### Required work
State the number of lines in the records underneath where the word "StepByStepExplainer" turns up, and say nothing else.

### Records to use
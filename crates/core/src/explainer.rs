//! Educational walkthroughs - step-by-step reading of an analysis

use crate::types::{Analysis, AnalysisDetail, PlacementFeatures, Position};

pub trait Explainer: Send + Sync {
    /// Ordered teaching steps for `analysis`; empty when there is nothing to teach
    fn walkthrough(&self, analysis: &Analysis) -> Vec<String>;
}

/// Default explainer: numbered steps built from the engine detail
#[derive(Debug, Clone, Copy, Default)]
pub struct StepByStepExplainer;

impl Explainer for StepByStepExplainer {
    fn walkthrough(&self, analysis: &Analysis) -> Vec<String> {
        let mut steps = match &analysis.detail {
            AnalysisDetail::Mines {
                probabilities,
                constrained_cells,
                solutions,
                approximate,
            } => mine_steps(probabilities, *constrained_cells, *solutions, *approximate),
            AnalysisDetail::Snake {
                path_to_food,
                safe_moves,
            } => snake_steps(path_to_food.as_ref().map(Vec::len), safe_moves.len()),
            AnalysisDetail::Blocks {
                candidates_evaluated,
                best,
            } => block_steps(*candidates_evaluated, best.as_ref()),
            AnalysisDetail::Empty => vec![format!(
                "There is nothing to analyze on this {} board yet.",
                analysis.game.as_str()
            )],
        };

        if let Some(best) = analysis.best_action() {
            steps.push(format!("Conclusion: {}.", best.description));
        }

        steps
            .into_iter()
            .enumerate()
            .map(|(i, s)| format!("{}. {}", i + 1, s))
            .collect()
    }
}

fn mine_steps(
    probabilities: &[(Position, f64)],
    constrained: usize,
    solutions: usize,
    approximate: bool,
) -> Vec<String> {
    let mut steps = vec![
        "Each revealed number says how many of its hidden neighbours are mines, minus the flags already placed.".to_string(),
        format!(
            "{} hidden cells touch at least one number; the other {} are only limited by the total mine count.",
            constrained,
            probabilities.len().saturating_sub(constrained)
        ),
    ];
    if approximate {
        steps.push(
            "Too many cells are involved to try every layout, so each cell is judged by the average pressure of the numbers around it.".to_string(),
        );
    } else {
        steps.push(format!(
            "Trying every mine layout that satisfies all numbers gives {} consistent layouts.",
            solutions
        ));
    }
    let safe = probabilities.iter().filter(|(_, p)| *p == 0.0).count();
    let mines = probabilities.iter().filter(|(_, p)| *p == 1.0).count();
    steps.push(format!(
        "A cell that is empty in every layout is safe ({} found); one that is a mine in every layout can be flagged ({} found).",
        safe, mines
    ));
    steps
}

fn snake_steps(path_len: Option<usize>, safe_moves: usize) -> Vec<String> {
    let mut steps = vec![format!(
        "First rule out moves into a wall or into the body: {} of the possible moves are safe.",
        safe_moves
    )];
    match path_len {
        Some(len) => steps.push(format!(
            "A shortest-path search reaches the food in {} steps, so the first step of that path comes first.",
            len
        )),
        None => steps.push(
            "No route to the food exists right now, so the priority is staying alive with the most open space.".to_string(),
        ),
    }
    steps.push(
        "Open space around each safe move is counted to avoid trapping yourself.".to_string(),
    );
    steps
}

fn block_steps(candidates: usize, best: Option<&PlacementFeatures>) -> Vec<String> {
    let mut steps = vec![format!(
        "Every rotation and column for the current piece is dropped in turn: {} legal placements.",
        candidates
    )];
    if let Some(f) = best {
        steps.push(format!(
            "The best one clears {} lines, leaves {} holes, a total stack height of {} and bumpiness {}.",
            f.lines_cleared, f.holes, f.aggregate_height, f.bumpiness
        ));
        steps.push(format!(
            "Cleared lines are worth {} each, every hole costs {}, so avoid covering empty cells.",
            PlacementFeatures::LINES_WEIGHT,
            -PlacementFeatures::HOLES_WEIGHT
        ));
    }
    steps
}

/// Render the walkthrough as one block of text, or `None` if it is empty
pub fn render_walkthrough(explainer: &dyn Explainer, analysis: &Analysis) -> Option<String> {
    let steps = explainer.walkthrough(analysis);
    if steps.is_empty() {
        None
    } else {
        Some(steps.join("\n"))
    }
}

### Reply to the task
2